Originally Posted by kcebcj View Post
Glad to see your jumping in full bore. Wow learning to hunt covers a lot of ground and usually starts when you're a kid when spending time out in the mountains with a shotgun or a rifle in your hand is all you want to do and you have the time to do it. You say you are in the Pacific Northwest so I will assume you want to hunt mule deer and elk.

It's not brain surgery. It really boils down to time spent in the mountains and learning about the animal you're hunting. Hooking up with someone who has been hunting deer for awhile that you trust as you say would really speed up the process. Just concentrate on one species (mule deer) for a few years until you become proficient at it. Learning their habits what and where they prefer to eat, where they are most likely to be at a given time of the year, their migration routes for your selected area and the list goes on and on.

The local biologist will have a lot of good info and the conversation with him is worth the effort then just go out and pound it. When you're not in the mountains looking and learning you should be shooting. It's really frustrating to learn all the skills of finding the buck you want then he gets up and is bouncing down the hill and you can't hit him.

Yeah, I never had the chance as a kid, My dad got out of hunting because my mom didn't want guns in the house. I had asked him if he'd take me with our uncles and he had always skirted it.

Wouldn't I be able to get the conservation info from the local wildlife office? thus the point of the tags?

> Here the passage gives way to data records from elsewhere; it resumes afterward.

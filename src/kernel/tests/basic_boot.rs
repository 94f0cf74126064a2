#![cfg(target_arch = "powerpc64")]
#![no_std]
#![no_main]
#![feature(custom_test_frameworks)]
#![test_runner(perch_kernel::testutil::test_runner)]
#![reexport_test_harness_main = "test_main"]

use core::panic::PanicInfo;

use perch_hal::Timebase;
use perch_kernel::arch::powerpc64::Ppc64;
use perch_kernel::testutil::TestExitCode;
use perch_kernel::trap::{self, vector, TrapFrame};
use perch_kernel::{boot, exit, features, smp};

#[no_mangle]
pub extern "C" fn perch_main(fdt: *const u8) -> ! {
    // SAFETY: entered once from the boot stub with the loader's blob.
    unsafe { boot::setup(fdt) };
    test_main();
    exit::exit(TestExitCode::Success as i32)
}

#[panic_handler]
fn panic(info: &PanicInfo) -> ! {
    perch_kernel::testutil::test_panic_handler(info)
}

#[test_case]
fn boot_cpu_is_described() {
    let machine = boot::machine().unwrap();
    let boot_cpu = smp::CPUS.current(&Ppc64).unwrap();
    assert_eq!(boot_cpu.server_no(), u64::from(machine.boot_cpu));
    assert!(machine.topology.hwids().contains(&machine.boot_cpu));
}

#[test_case]
fn platform_is_exclusive() {
    assert_ne!(features::machine_is_pseries(), features::machine_is_powernv());
}

#[test_case]
fn decrementer_slot_is_free_after_sleep() {
    perch_kernel::time::usleep(100);
    assert!(!trap::TRAPS.is_installed(vector::DECREMENTER));
}

fn set_r3(frame: &mut TrapFrame, data: usize) {
    frame.gpr[3] = data as u64;
}

#[test_case]
fn handler_sees_its_data() {
    trap::handle_exception(vector::SYSTEM_CALL, Some(set_r3), 0x55);
    let mut frame = TrapFrame::for_vector(vector::SYSTEM_CALL);
    assert!(trap::TRAPS.invoke(&mut frame));
    assert_eq!(frame.gpr[3], 0x55);
    trap::handle_exception(vector::SYSTEM_CALL, None, 0);
}

#[test_case]
fn timebase_advances() {
    let start = Ppc64.read_timebase();
    perch_kernel::time::udelay(10);
    assert!(Ppc64.read_timebase() > start);
}
//! 64-bit POWER support.
//!
//! [`Ppc64`] implements the HAL traits on the registers of the calling CPU.

pub mod hcall;
pub mod interrupts;
pub mod opal;
pub mod serial;

use core::arch::asm;
use core::cell::UnsafeCell;

use perch_hal::{HcallError, Hypervisor, LocalInterrupts, Processor, Timebase};

use crate::config::EXCEPTION_STACK_SIZE;
use crate::trap::msr;

const SPR_SPRG0: u32 = 272;

/// Reads the machine state register.
#[inline]
pub fn mfmsr() -> u64 {
    let value: u64;
    // SAFETY: reading MSR has no side effects.
    unsafe { asm!("mfmsr {}", out(reg) value, options(nomem, nostack)) };
    value
}

/// Writes the EE and RI bits of the machine state register.
#[inline]
fn mtmsrd_l1(value: u64) {
    // SAFETY: the L=1 form only updates EE and RI.
    unsafe { asm!("mtmsrd {}, 1", in(reg) value, options(nostack)) };
}

/// Write MSR through `rfid`, the only way to change bits `mtmsrd` leaves
/// alone.
///
/// # Safety
///
/// `value` must describe a state the kernel can run in.
unsafe fn rfid_msr(value: u64) {
    asm!(
        "mtsrr1 {msr}",
        "bl 1f",
        "1: mflr {tmp}",
        "addi {tmp}, {tmp}, 2f - 1b",
        "mtsrr0 {tmp}",
        "rfid",
        "2:",
        msr = in(reg) value,
        tmp = out(reg_nonzero) _,
        clobber_abi("C"),
    );
}

/// Turn on machine check interrupts for the calling CPU.
pub fn enable_mcheck() {
    // SAFETY: only MSR[ME] changes.
    unsafe { rfid_msr(mfmsr() | msr::ME) };
}

/// Turn off machine check interrupts for the calling CPU.
pub fn disable_mcheck() {
    // SAFETY: only MSR[ME] changes.
    unsafe { rfid_msr(mfmsr() & !msr::ME) };
}

/// Handle on the calling CPU's registers.
#[derive(Debug, Clone, Copy, Default)]
pub struct Ppc64;

impl Processor for Ppc64 {
    fn version(&self) -> u32 {
        let pvr: u64;
        // SAFETY: PVR is read-only.
        unsafe { asm!("mfpvr {}", out(reg) pvr, options(nomem, nostack)) };
        pvr as u32
    }

    fn hypervisor_mode(&self) -> bool {
        mfmsr() & msr::HV != 0
    }

    fn scratch(&self) -> usize {
        let value: usize;
        // SAFETY: SPRG0 is reserved for the descriptor index.
        unsafe { asm!("mfspr {}, {spr}", out(reg) value, spr = const SPR_SPRG0, options(nomem, nostack)) };
        value
    }

    fn set_scratch(&self, value: usize) {
        // SAFETY: SPRG0 is reserved for the descriptor index.
        unsafe { asm!("mtspr {spr}, {}", in(reg) value, spr = const SPR_SPRG0, options(nomem, nostack)) };
    }
}

impl Timebase for Ppc64 {
    const DECREMENTER_MAX: u64 = 0x7fff_ffff;

    fn read_timebase(&self) -> u64 {
        let tb: u64;
        // SAFETY: reading the timebase has no side effects.
        unsafe { asm!("mftb {}", out(reg) tb, options(nomem, nostack)) };
        tb
    }

    fn set_decrementer(&self, ticks: u64) {
        let ticks = ticks.min(Self::DECREMENTER_MAX);
        // SAFETY: the decrementer only raises an interrupt on this CPU.
        unsafe { asm!("mtdec {}", in(reg) ticks, options(nomem, nostack)) };
    }

    fn relax(&self) {
        // SAFETY: SMT priority hints; low then medium.
        unsafe { asm!("or 1,1,1", "or 2,2,2", options(nomem, nostack)) };
    }
}

impl LocalInterrupts for Ppc64 {
    fn enable(&self) {
        mtmsrd_l1(mfmsr() | msr::EE);
    }

    fn disable(&self) {
        mtmsrd_l1(mfmsr() & !msr::EE);
    }

    fn are_enabled(&self) -> bool {
        mfmsr() & msr::EE != 0
    }
}

impl Hypervisor for Ppc64 {
    fn can_cede(&self) -> bool {
        crate::features::machine_is_pseries()
    }

    fn cede(&self) -> Result<(), HcallError> {
        // SAFETY: H_CEDE suspends this CPU until an interrupt is pending.
        unsafe { hcall::hcall_checked(hcall::H_CEDE, [0; 4]) }.map(|_| ())
    }
}

/// Statically reserved exception stack of the boot CPU.
#[repr(C, align(4096))]
pub struct BootExceptionStack(UnsafeCell<[u8; EXCEPTION_STACK_SIZE]>);

// SAFETY: only the boot CPU's vector code touches the memory.
unsafe impl Sync for BootExceptionStack {}

pub static BOOT_EXCEPTION_STACK: BootExceptionStack =
    BootExceptionStack(UnsafeCell::new([0; EXCEPTION_STACK_SIZE]));

impl BootExceptionStack {
    pub fn base(&self) -> u64 {
        self.0.get() as u64
    }
}

extern "C" {
    /// Top of the boot stack, from the linker script.
    static stacktop: u8;
}

/// First byte after the boot stack: the initial free-memory cursor.
pub fn stack_top() -> usize {
    // SAFETY: taking the address of a linker symbol.
    unsafe { core::ptr::addr_of!(stacktop) as usize }
}

/// Current stack pointer.
#[inline(always)]
pub fn frame_address() -> usize {
    let sp: usize;
    // SAFETY: copies r1.
    unsafe { asm!("mr {}, 1", out(reg) sp, options(nomem, nostack)) };
    sp
}

/// Stop the calling CPU for good.
pub fn halt(_code: i32) -> ! {
    Ppc64.disable();
    loop {
        // SAFETY: lowest SMT priority while parked.
        unsafe { asm!("or 31,31,31", options(nomem, nostack)) };
    }
}

/// Power the machine off through firmware where the kernel can, otherwise
/// halt.
pub fn power_off(code: i32) -> ! {
    if crate::features::machine_is_powernv() {
        if let Some(fw) = opal::firmware() {
            opal::power_off(fw);
        }
    }
    halt(code)
}

/// Rust entry of a secondary CPU.
///
/// The start code loads the descriptor's stack and passes its index; the
/// descriptor's entry word holds the `fn(u64)` given to
/// [`crate::smp::prepare_secondary`].
#[no_mangle]
pub extern "C" fn perch_secondary_main(index: usize) -> ! {
    enable_mcheck();
    let entry = match crate::smp::CPUS.get(index) {
        Some(desc) => desc.entry() as usize,
        None => crate::exit::fatal("secondary CPU started without a descriptor"),
    };
    // SAFETY: `prepare_secondary` stored the address of a `fn(u64)`.
    let entry = unsafe { core::mem::transmute::<usize, fn(u64)>(entry) };
    crate::smp::secondary_main(&Ppc64, index, entry);
    halt(0)
}
//! Moving boot-time blobs out of the loader's way.

use core::ptr;

use crate::config::PAGE_SIZE;

/// Cursor over the free memory following the boot stack.
///
/// Blobs are copied back to back, so the device tree has to be moved
/// before the initial environment: both offsets come from this cursor.
pub struct FreeMemory {
    cursor: usize,
}

impl FreeMemory {
    pub const fn new(start: usize) -> Self {
        Self { cursor: start }
    }

    pub fn cursor(&self) -> usize {
        self.cursor
    }

    /// Copy `len` bytes from `src` to the cursor and advance past them.
    ///
    /// # Safety
    ///
    /// `src` must be readable for `len` bytes and the destination range
    /// must be unused memory. The ranges may overlap.
    pub unsafe fn relocate(&mut self, src: *const u8, len: usize) -> *mut u8 {
        let dest = self.cursor as *mut u8;
        ptr::copy(src, dest, len);
        self.cursor += len;
        dest
    }

    /// The cursor rounded up to the next page boundary.
    pub fn page_aligned(&self) -> u64 {
        (self.cursor as u64 + PAGE_SIZE - 1) & !(PAGE_SIZE - 1)
    }
}
//! Rust side of the exception vectors.
//!
//! The vector entry code saves a [`TrapFrame`] behind a frame whose return
//! address is `exception_stack_marker`, then calls [`do_handle_exception`].

use crate::exit;
use crate::println;
use crate::smp::CPUS;
use crate::stack::{self, FrameMemory};
use crate::trap::{self, TrapFrame, TRAPS};

use super::Ppc64;

extern "C" {
    /// Return address planted by the vector entry code.
    static exception_stack_marker: u8;
}

/// Stack memory of the running CPU.
pub struct RawFrames;

impl FrameMemory for RawFrames {
    fn load(&self, addr: usize) -> usize {
        // SAFETY: only called on back-chain words and LR save slots, which
        // lie inside the live stack.
        unsafe { core::ptr::read_volatile(addr as *const usize) }
    }

    fn trampoline_marker(&self) -> usize {
        // SAFETY: taking the address of a linker symbol.
        unsafe { core::ptr::addr_of!(exception_stack_marker) as usize }
    }
}

/// Entry from the vector code with the saved register frame.
#[no_mangle]
pub extern "C" fn do_handle_exception(regs: *mut TrapFrame) {
    // SAFETY: the vector code passes the frame it just saved on this CPU's
    // exception stack; nothing else references it until we return.
    let frame = unsafe { &mut *regs };

    if let Err(unhandled) = trap::dispatch(&Ppc64, &CPUS, &TRAPS, frame) {
        println!("{}", unhandled);
        stack::print_backtrace(&RawFrames, frame.nip as usize, frame.sp() as usize);
        exit::abort();
    }
}
//! Machine bring-up and boot logging.
//!
//! Boot messages use Linux-style status brackets on the console.

pub mod relocate;
pub mod setup;

use alloc::string::String;
use alloc::vec::Vec;
use core::fmt::Display;
use spin::Once;

pub use setup::{discover_machine, Machine};

#[cfg(target_arch = "powerpc64")]
pub use setup::setup;

use crate::println;

/// Boot status indicators.
#[derive(Debug, Clone, Copy)]
pub enum Status {
    /// Success - `[ OK ]`
    Ok,
    /// Failure - `[FAIL]`
    Fail,
    /// Warning - `[WARN]`
    Warn,
    /// Informational - `[INFO]`
    Info,
}

impl Status {
    fn tag(self) -> &'static str {
        match self {
            Status::Ok => "[ OK ]",
            Status::Fail => "[FAIL]",
            Status::Warn => "[WARN]",
            Status::Info => "[INFO]",
        }
    }
}

/// Log a boot stage with status.
///
/// Format: `[ OK ] Message text`
pub fn log(status: Status, message: impl Display) {
    println!("{} {}", status.tag(), message);
}

/// Log an indented detail line (for sub-items).
pub fn log_detail(message: impl Display) {
    println!("       {}", message);
}

static MACHINE: Once<Machine> = Once::new();
static ENVIRONMENT: Once<Vec<u8>> = Once::new();
static BOOTARGS: Once<String> = Once::new();

/// The machine model, once bring-up has finished.
pub fn machine() -> Option<&'static Machine> {
    MACHINE.get()
}

/// Number of hardware threads described by the device tree.
pub fn nr_cpus_present() -> usize {
    machine().map_or(0, |m| m.topology.nr_present())
}

/// Raw initial environment handed over by the loader.
pub fn environment() -> Option<&'static [u8]> {
    ENVIRONMENT.get().map(Vec::as_slice)
}

/// Kernel command line.
pub fn bootargs() -> Option<&'static str> {
    BOOTARGS.get().map(String::as_str)
}

#[cfg(test)]
mod tests {
    use super::*;

    #[test]
    fn test_status_tags_line_up() {
        let tags = [Status::Ok, Status::Fail, Status::Warn, Status::Info].map(Status::tag);
        assert_eq!(tags, ["[ OK ]", "[FAIL]", "[WARN]", "[INFO]"]);
        assert!(tags.iter().all(|tag| tag.len() == 6));
    }
}
//! Early physical memory allocator.
//!
//! Hands out memory upward from the first free byte of the PRIMARY region.
//! Nothing is ever freed.

/// Bump allocator over a single physical range.
#[derive(Debug, Clone, Copy, PartialEq, Eq)]
pub struct PhysAllocator {
    cursor: u64,
    limit: u64,
    align: u64,
}

/// Range and alignment handed to the next allocator layer.
#[derive(Debug, Clone, Copy, PartialEq, Eq)]
pub struct Handoff {
    pub start: u64,
    pub size: u64,
    pub align: u64,
}

const fn align_up(addr: u64, align: u64) -> Option<u64> {
    match addr.checked_add(align - 1) {
        Some(sum) => Some(sum & !(align - 1)),
        None => None,
    }
}

impl PhysAllocator {
    /// An allocator with nothing to give.
    pub const fn empty() -> Self {
        Self {
            cursor: 0,
            limit: 0,
            align: 1,
        }
    }

    /// Manage `[start, limit)`.
    pub fn new(start: u64, limit: u64) -> Self {
        Self {
            cursor: start,
            limit: limit.max(start),
            align: 1,
        }
    }

    /// Raise the minimum alignment of every allocation.
    ///
    /// A zero alignment is ignored; non-powers of two are rounded up.
    pub fn set_minimum_alignment(&mut self, align: u64) {
        if align == 0 {
            return;
        }
        self.align = self.align.max(align.next_power_of_two());
    }

    /// Allocate `size` bytes aligned to at least `align`.
    pub fn alloc(&mut self, size: u64, align: u64) -> Option<u64> {
        let align = self.align.max(align.max(1).next_power_of_two());
        let addr = align_up(self.cursor, align)?;
        let end = addr.checked_add(size)?;
        if end > self.limit {
            return None;
        }
        self.cursor = end;
        Some(addr)
    }

    /// First unallocated byte.
    pub fn cursor(&self) -> u64 {
        self.cursor
    }

    /// One past the last managed byte.
    pub fn limit(&self) -> u64 {
        self.limit
    }

    pub fn alignment(&self) -> u64 {
        self.align
    }

    /// Bytes left between the cursor and the limit.
    pub fn remaining(&self) -> u64 {
        self.limit - self.cursor
    }

    /// The unallocated range and minimum alignment.
    pub fn handoff(&self) -> Handoff {
        Handoff {
            start: self.cursor,
            size: self.remaining(),
            align: self.align,
        }
    }
}
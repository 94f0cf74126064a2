//! Hardware description access.
//!
//! Bring-up reads the machine description through [`HardwareDescription`]
//! so discovery can be driven by a real flattened device tree on the guest
//! and by a table of nodes in host tests.

use fdt::Fdt;
use perch_common::BringupError;

/// Magic number at offset 0 of a flattened device tree.
pub const FDT_MAGIC: u32 = 0xd00d_feed;

/// Size of the fixed header fields this crate reads.
pub const HEADER_SIZE: usize = 40;

const OFF_MAGIC: usize = 0x00;
const OFF_TOTAL_SIZE: usize = 0x04;
const OFF_BOOT_CPUID: usize = 0x1c;

/// Property listing the hardware threads of a CPU core.
pub const PROP_SERVERS: &str = "ibm,ppc-interrupt-server#s";
pub const PROP_ICACHE_LINE: &str = "i-cache-line-size";
pub const PROP_DCACHE_LINE: &str = "d-cache-line-size";
pub const PROP_TIMEBASE: &str = "timebase-frequency";

/// Node describing OPAL firmware on bare-metal machines.
pub const OPAL_NODE: &str = "/ibm,opal";
pub const PROP_OPAL_BASE: &str = "opal-base-address";
pub const PROP_OPAL_ENTRY: &str = "opal-entry-address";

/// Fields of the device tree header needed before the blob is parsed.
#[derive(Debug, Clone, Copy, PartialEq, Eq)]
pub struct BlobHeader {
    /// Size of the whole blob in bytes.
    pub total_size: u32,
    /// Hardware id of the CPU that booted.
    pub boot_cpuid_phys: u32,
}

fn be32_at(bytes: &[u8], offset: usize) -> Option<u32> {
    let word = bytes.get(offset..offset + 4)?;
    Some(u32::from_be_bytes(word.try_into().ok()?))
}

/// Read the header at the start of `blob`.
pub fn read_header(blob: &[u8]) -> Result<BlobHeader, BringupError> {
    if blob.len() < HEADER_SIZE || be32_at(blob, OFF_MAGIC) != Some(FDT_MAGIC) {
        return Err(BringupError::InvalidBlob);
    }
    let total_size = be32_at(blob, OFF_TOTAL_SIZE).ok_or(BringupError::InvalidBlob)?;
    let boot_cpuid_phys = be32_at(blob, OFF_BOOT_CPUID).ok_or(BringupError::InvalidBlob)?;
    if (total_size as usize) < HEADER_SIZE {
        return Err(BringupError::InvalidBlob);
    }
    Ok(BlobHeader {
        total_size,
        boot_cpuid_phys,
    })
}

/// Read the header of the blob at `ptr`.
///
/// # Safety
///
/// `ptr` must be readable for [`HEADER_SIZE`] bytes.
pub unsafe fn header_at(ptr: *const u8) -> Result<BlobHeader, BringupError> {
    read_header(core::slice::from_raw_parts(ptr, HEADER_SIZE))
}

/// Decode a one- or two-cell big-endian integer property.
pub fn read_cells(value: &[u8]) -> Option<u64> {
    match value.len() {
        4 => be32_at(value, 0).map(u64::from),
        8 => Some(u64::from_be_bytes(value.try_into().ok()?)),
        _ => None,
    }
}

/// Decode a required integer property.
pub fn cell_property(value: Option<&[u8]>, name: &'static str) -> Result<u64, BringupError> {
    let value = value.ok_or(BringupError::MissingProperty(name))?;
    read_cells(value).ok_or(BringupError::InvalidProperty(name))
}

/// Where OPAL firmware lives and how to call it.
#[derive(Debug, Clone, Copy, PartialEq, Eq)]
pub struct FirmwareEntry {
    /// Value OPAL expects in r2.
    pub base: u64,
    /// Address calls branch to.
    pub entry: u64,
}

impl FirmwareEntry {
    /// Decode the two address properties of the OPAL node.
    pub fn from_properties(
        base: Option<&[u8]>,
        entry: Option<&[u8]>,
    ) -> Result<Self, BringupError> {
        Ok(Self {
            base: cell_property(base, PROP_OPAL_BASE)?,
            entry: cell_property(entry, PROP_OPAL_ENTRY)?,
        })
    }
}

/// One `cpu` node as seen by discovery.
#[derive(Debug, Clone, Copy)]
pub struct CpuNode<'a> {
    pub name: &'a str,
    /// Raw big-endian cells of the interrupt-server property.
    pub servers: Option<&'a [u8]>,
    pub icache_line_size: Option<&'a [u8]>,
    pub dcache_line_size: Option<&'a [u8]>,
    pub timebase_frequency: Option<&'a [u8]>,
}

impl<'a> CpuNode<'a> {
    /// Hardware thread ids listed by the node.
    pub fn thread_ids(&self) -> impl Iterator<Item = u32> + 'a {
        self.servers
            .unwrap_or(&[])
            .chunks_exact(4)
            .map(|cell| u32::from_be_bytes([cell[0], cell[1], cell[2], cell[3]]))
    }
}

/// A `reg` entry of a memory node.
#[derive(Debug, Clone, Copy, PartialEq, Eq, Default)]
pub struct MemorySpan {
    pub base: u64,
    pub size: u64,
}

/// Read-only view of the machine description.
pub trait HardwareDescription {
    /// Visit every node under `/cpus` whose device type is `cpu`, stopping
    /// at the first error the visitor returns.
    fn for_each_cpu_node(
        &self,
        visit: &mut dyn FnMut(&CpuNode<'_>) -> Result<(), BringupError>,
    ) -> Result<(), BringupError>;

    /// Fill `out` with memory spans and return how many were written.
    fn memory_spans(&self, out: &mut [MemorySpan]) -> usize;

    /// `[start, end)` of the initial ramdisk, if the loader provided one.
    fn initrd(&self) -> Option<(u64, u64)>;

    /// The kernel command line, if present.
    fn bootargs(&self) -> Option<&str>;

    /// Hardware id of the boot CPU.
    fn boot_cpuid_phys(&self) -> u32;

    /// OPAL base and entry addresses.
    fn opal(&self) -> Result<FirmwareEntry, BringupError>;
}

/// [`HardwareDescription`] backed by a flattened device tree.
pub struct FdtDescription<'a> {
    fdt: Fdt<'a>,
    header: BlobHeader,
}

impl<'a> FdtDescription<'a> {
    /// Parse `blob`.
    pub fn new(blob: &'a [u8]) -> Result<Self, BringupError> {
        let header = read_header(blob)?;
        let fdt = Fdt::new(blob).map_err(|_| BringupError::InvalidBlob)?;
        Ok(Self { fdt, header })
    }

    /// The parsed header.
    pub fn header(&self) -> BlobHeader {
        self.header
    }
}

impl HardwareDescription for FdtDescription<'_> {
    fn for_each_cpu_node(
        &self,
        visit: &mut dyn FnMut(&CpuNode<'_>) -> Result<(), BringupError>,
    ) -> Result<(), BringupError> {
        let cpus = self
            .fdt
            .find_node("/cpus")
            .ok_or(BringupError::MissingNode("/cpus"))?;

        for node in cpus.children() {
            let device_type = node.property("device_type").and_then(|p| p.as_str());
            if device_type != Some("cpu") {
                continue;
            }
            let cpu = CpuNode {
                name: node.name,
                servers: node.property(PROP_SERVERS).map(|p| p.value),
                icache_line_size: node.property(PROP_ICACHE_LINE).map(|p| p.value),
                dcache_line_size: node.property(PROP_DCACHE_LINE).map(|p| p.value),
                timebase_frequency: node.property(PROP_TIMEBASE).map(|p| p.value),
            };
            visit(&cpu)?;
        }
        Ok(())
    }

    fn memory_spans(&self, out: &mut [MemorySpan]) -> usize {
        let mut count = 0;
        let memory_nodes = self.fdt.all_nodes().filter(|node| {
            node.name.starts_with("memory")
                || node.property("device_type").and_then(|p| p.as_str()) == Some("memory")
        });

        for node in memory_nodes {
            for reg in node.reg().into_iter().flatten() {
                if count == out.len() {
                    log::warn!("more memory regions than {}, ignoring the rest", out.len());
                    return count;
                }
                out[count] = MemorySpan {
                    base: reg.starting_address as u64,
                    size: reg.size.unwrap_or(0) as u64,
                };
                count += 1;
            }
        }
        count
    }

    fn initrd(&self) -> Option<(u64, u64)> {
        let chosen = self.fdt.find_node("/chosen")?;
        let start = read_cells(chosen.property("linux,initrd-start")?.value)?;
        let end = read_cells(chosen.property("linux,initrd-end")?.value)?;
        (end > start).then_some((start, end))
    }

    fn bootargs(&self) -> Option<&str> {
        self.fdt
            .find_node("/chosen")?
            .property("bootargs")
            .and_then(|p| p.as_str())
    }

    fn boot_cpuid_phys(&self) -> u32 {
        self.header.boot_cpuid_phys
    }

    fn opal(&self) -> Result<FirmwareEntry, BringupError> {
        let node = self
            .fdt
            .find_node(OPAL_NODE)
            .ok_or(BringupError::MissingNode(OPAL_NODE))?;
        FirmwareEntry::from_properties(
            node.property(PROP_OPAL_BASE).map(|p| p.value),
            node.property(PROP_OPAL_ENTRY).map(|p| p.value),
        )
    }
}

#[cfg(test)]
mod tests {
    use super::*;

    fn header(total_size: u32, boot_cpu: u32) -> [u8; HEADER_SIZE] {
        let mut blob = [0u8; HEADER_SIZE];
        blob[0..4].copy_from_slice(&FDT_MAGIC.to_be_bytes());
        blob[4..8].copy_from_slice(&total_size.to_be_bytes());
        blob[0x1c..0x20].copy_from_slice(&boot_cpu.to_be_bytes());
        blob
    }

    #[test]
    fn test_read_header() {
        let blob = header(0x1000, 3);
        assert_eq!(
            read_header(&blob),
            Ok(BlobHeader {
                total_size: 0x1000,
                boot_cpuid_phys: 3
            })
        );
    }

    #[test]
    fn test_bad_magic_rejected() {
        let mut blob = header(0x1000, 0);
        blob[0] = 0;
        assert_eq!(read_header(&blob), Err(BringupError::InvalidBlob));
        assert_eq!(read_header(&blob[..8]), Err(BringupError::InvalidBlob));
    }

    #[test]
    fn test_read_cells() {
        assert_eq!(read_cells(&[0, 0, 0, 128]), Some(128));
        assert_eq!(read_cells(&[0, 0, 0, 1, 0, 0, 0, 0]), Some(1 << 32));
        assert_eq!(read_cells(&[1, 2, 3]), None);
    }

    #[test]
    fn test_opal_addresses() {
        let base = 0x3000_0000u64.to_be_bytes();
        let entry = 0x3000_2000u64.to_be_bytes();
        assert_eq!(
            FirmwareEntry::from_properties(Some(&base), Some(&entry)),
            Ok(FirmwareEntry {
                base: 0x3000_0000,
                entry: 0x3000_2000
            })
        );
        assert_eq!(
            FirmwareEntry::from_properties(Some(&base), None),
            Err(BringupError::MissingProperty(PROP_OPAL_ENTRY))
        );
        assert_eq!(
            FirmwareEntry::from_properties(Some(&[1, 2]), Some(&entry)),
            Err(BringupError::InvalidProperty(PROP_OPAL_BASE))
        );
    }

    #[test]
    fn test_thread_ids_decode_big_endian() {
        let servers = [0, 0, 0, 8, 0, 0, 0, 9, 0, 0];
        let node = CpuNode {
            name: "PowerPC,POWER9@8",
            servers: Some(&servers),
            icache_line_size: None,
            dcache_line_size: None,
            timebase_frequency: None,
        };
        let ids: alloc::vec::Vec<u32> = node.thread_ids().collect();
        assert_eq!(ids, [8, 9]);
    }
}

Originally Posted by drbill View Post
I hope I got my point across about guides in my long winded story. Sorry If I confused you. My point was a good guide can teach you the ropes about places and how animals operate in certain areas. And the animals teach as well. You just need to enjoy and relax, don't we all. Thanks
I'll be honest, you did loose me. But I know guides can be a wealth of info like you said - unless you get one thats just A to B. I've been trying to study topography map techniques, based on the terrain where the animals would make paths, best places to glass, ideal places to set up stands, ...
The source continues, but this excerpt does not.